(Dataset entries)
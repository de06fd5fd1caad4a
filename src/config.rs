use envconfig::Envconfig;
use std::time::Duration;

#[derive(Envconfig, Clone)]
pub struct Config {
    #[envconfig(from = "DATABASE_URL")]
    pub db_url: String,
    #[envconfig(from = "DB_READ_REPLICAS", default = "")]
    pub db_read_replicas: String,
    #[envconfig(from = "DB_POOL_MAX", default = "16")]
    pub db_pool_max: usize,
    #[envconfig(from = "PORT", default = "8080")]
    pub port: u16,
    #[envconfig(from = "JWT_SECRET")]
    pub jwt_secret: String,
    #[envconfig(from = "CHAT_SECRET")]
    pub chat_secret: String,
    #[envconfig(from = "FRONTEND_HOST", default = "http://localhost:3000")]
    pub frontend_host: String,
    #[envconfig(from = "SMTP_HOST")]
    pub smtp_host: Option<String>,
    #[envconfig(from = "SMTP_USERNAME")]
    pub smtp_username: Option<String>,
    #[envconfig(from = "SMTP_PASSWORD")]
    pub smtp_password: Option<String>,
    #[envconfig(from = "RATE_LIMIT_WINDOW_SECS", default = "900")]
    pub rate_limit_window_secs: u64,
    #[envconfig(from = "RATE_LIMIT_MAX_REQUESTS", default = "100")]
    pub rate_limit_max_requests: u32,
    #[envconfig(from = "CHAT_RETENTION_DAYS", default = "60")]
    pub chat_retention_days: u32,
    #[envconfig(from = "ASSETS_DIR", default = "assets")]
    pub assets_dir: String,
}

impl Config {
    pub fn replica_urls(&self) -> Vec<String> {
        split_list(&self.db_read_replicas)
    }

    pub fn rate_limit_window(&self) -> Duration {
        Duration::from_secs(self.rate_limit_window_secs)
    }
}

fn split_list(list: &str) -> Vec<String> {
    list.split(',')
        .map(str::trim)
        .filter(|s| !s.is_empty())
        .map(str::to_string)
        .collect()
}

#[cfg(test)]
mod tests {
    use super::*;
    use std::collections::HashMap;

    #[test]
    fn reads_defaults_from_a_map() {
        let env = HashMap::from([
            ("DATABASE_URL".to_string(), "postgres://localhost/zenith".to_string()),
            ("JWT_SECRET".to_string(), "c2VjcmV0".to_string()),
            ("CHAT_SECRET".to_string(), "chat".to_string()),
            (
                "DB_READ_REPLICAS".to_string(),
                "postgres://r1/zenith, ,postgres://r2/zenith".to_string(),
            ),
        ]);
        let config = Config::init_from_hashmap(&env).unwrap();
        assert_eq!(config.port, 8080);
        assert_eq!(config.rate_limit_window(), Duration::from_secs(900));
        assert_eq!(
            config.replica_urls(),
            vec!["postgres://r1/zenith", "postgres://r2/zenith"]
        );
        assert!(config.smtp_host.is_none());
    }
}
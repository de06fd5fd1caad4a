use crate::{
    auth::{AuthUser, Role},
    error::{AppError, AppResult},
    policy::{Actor, Verdict},
    schema::*,
};
use axum::{http::StatusCode, routing::get, Router};
use diesel::prelude::*;
use diesel_async::{AsyncPgConnection, RunQueryDsl};
use serde::Deserialize;
use uuid::Uuid;

pub mod admin;
pub mod assignment;
pub mod auth;
pub mod chat;
pub mod club;
pub mod comment;
pub mod event;
pub mod notification;
pub mod password;
pub mod post;
pub mod profile;
pub mod upload;

const DEFAULT_PAGE_SIZE: i64 = 50;
const MAX_PAGE_SIZE: i64 = 100;

#[derive(Debug, Default, Deserialize)]
pub struct Pagination {
    limit: Option<i64>,
    offset: Option<i64>,
}

impl Pagination {
    pub fn limit(&self) -> i64 {
        self.limit.unwrap_or(DEFAULT_PAGE_SIZE).clamp(1, MAX_PAGE_SIZE)
    }

    pub fn offset(&self) -> i64 {
        self.offset.unwrap_or(0).max(0)
    }
}

/// Loads the caller's current role and club. Tokens can outlive a role
/// change, so permission checks read both from the database.
pub(crate) async fn load_actor(conn: &mut AsyncPgConnection, user: &AuthUser) -> AppResult<Actor> {
    let (role, club_id) = users::table
        .find(user.id)
        .select((users::role, users::club_id))
        .first::<(String, Option<Uuid>)>(conn)
        .await
        .optional()?
        .ok_or_else(|| AppError::from(StatusCode::UNAUTHORIZED, "your account no longer exists"))?;

    Ok(Actor {
        id: user.id,
        role: role.parse::<Role>()?,
        club_id,
    })
}

pub(crate) fn require(verdict: Verdict, what: &str) -> AppResult<()> {
    match verdict {
        Verdict::Allowed => Ok(()),
        Verdict::NotOwner => Err(AppError::from(
            StatusCode::FORBIDDEN,
            format!("you are not allowed to modify this {what}"),
        )),
        Verdict::WindowClosed => Err(AppError::from(
            StatusCode::FORBIDDEN,
            format!("the edit window for this {what} has closed"),
        )),
    }
}

pub(crate) fn require_manager(actor: &Actor, club_id: Uuid) -> AppResult<()> {
    if actor.manages_club(club_id) {
        Ok(())
    } else {
        Err(AppError::from(
            StatusCode::FORBIDDEN,
            "only managers of this club can do that",
        ))
    }
}

pub fn app() -> Router {
    Router::new()
        .nest("/auth", auth::app())
        .nest("/password", password::app())
        .nest("/profile", profile::app())
        .nest("/users", profile::users())
        .nest("/clubs", club::app())
        .nest("/membership", club::membership())
        .nest("/posts", post::app())
        .nest("/comments", comment::app())
        .nest("/events", event::app())
        .nest("/assignments", assignment::app())
        .nest("/attempts", assignment::attempts())
        .nest("/chat", chat::app())
        .nest("/notifications", notification::app())
        .nest("/uploads", upload::app())
        .nest("/admin", admin::app())
        .nest("/home", admin::home())
        .route("/health", get(admin::health))
}

#[cfg(test)]
mod tests {
    use super::*;

    #[test]
    fn pagination_is_clamped() {
        let page = Pagination::default();
        assert_eq!((page.limit(), page.offset()), (50, 0));

        let page = Pagination {
            limit: Some(1000),
            offset: Some(-5),
        };
        assert_eq!((page.limit(), page.offset()), (100, 0));

        let page = Pagination {
            limit: Some(0),
            offset: Some(20),
        };
        assert_eq!((page.limit(), page.offset()), (1, 20));
    }
}
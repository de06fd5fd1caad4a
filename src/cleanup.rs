//! Chat retention.
//!
//! Old messages keep their row so threads stay intact, but the body is
//! replaced with a placeholder and the row is marked expired.

use crate::db::DbRouter;
use chrono::{DateTime, Duration as ChronoDuration, Utc};
use diesel::sql_types::{Integer, Text, Timestamptz};
use diesel_async::RunQueryDsl;
use std::time::Duration;

pub const EXPIRED_PLACEHOLDER: &str = "[This message was automatically deleted due to age]";
pub const BATCH_SIZE: i32 = 1000;
pub const SWEEP_INTERVAL: Duration = Duration::from_secs(60 * 60);

const EXPIRE_BATCH: &str = "UPDATE chat_messages SET body = $1, is_expired = TRUE, updated_at = NOW() \
     WHERE id IN (SELECT id FROM chat_messages \
                  WHERE created_at < $2 AND is_expired = FALSE LIMIT $3)";

pub fn cutoff(now: DateTime<Utc>, retention_days: u32) -> DateTime<Utc> {
    now - ChronoDuration::days(i64::from(retention_days))
}

/// Expires every message older than the retention period, one batch at a time.
pub async fn expire_old_messages(db: &DbRouter, retention_days: u32) -> anyhow::Result<usize> {
    let before = cutoff(Utc::now(), retention_days);
    let conn = &mut db.for_sql(EXPIRE_BATCH).await?;

    let mut total = 0;
    loop {
        let updated = diesel::sql_query(EXPIRE_BATCH)
            .bind::<Text, _>(EXPIRED_PLACEHOLDER)
            .bind::<Timestamptz, _>(before)
            .bind::<Integer, _>(BATCH_SIZE)
            .execute(conn)
            .await?;

        total += updated;
        if updated < BATCH_SIZE as usize {
            break;
        }
        tracing::debug!(total, "expired a batch of chat messages");
    }

    Ok(total)
}

/// Runs the retention sweep every hour until the process exits.
pub async fn run(db: DbRouter, retention_days: u32) {
    let mut interval = tokio::time::interval(SWEEP_INTERVAL);
    loop {
        interval.tick().await;
        match expire_old_messages(&db, retention_days).await {
            Ok(0) => tracing::debug!("no chat messages to expire"),
            Ok(count) => tracing::info!(count, retention_days, "expired old chat messages"),
            Err(e) => tracing::error!(error = ?e, "chat retention sweep failed"),
        }
    }
}

#[cfg(test)]
mod tests {
    use super::*;
    use crate::db::{classify, QueryKind};
    use chrono::TimeZone;

    #[test]
    fn cutoff_is_retention_days_back() {
        let now = Utc.with_ymd_and_hms(2024, 3, 1, 12, 0, 0).unwrap();
        assert_eq!(
            cutoff(now, 60),
            Utc.with_ymd_and_hms(2024, 1, 1, 12, 0, 0).unwrap()
        );
        assert_eq!(cutoff(now, 0), now);
    }

    #[test]
    fn sweep_runs_on_the_primary() {
        assert_eq!(classify(EXPIRE_BATCH), QueryKind::Write);
    }
}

> _What you will do_
Filter the entries above down to the lines that contain "filename".

> _Reply to the task_
filename src/config.rs
filename src/cleanup.rs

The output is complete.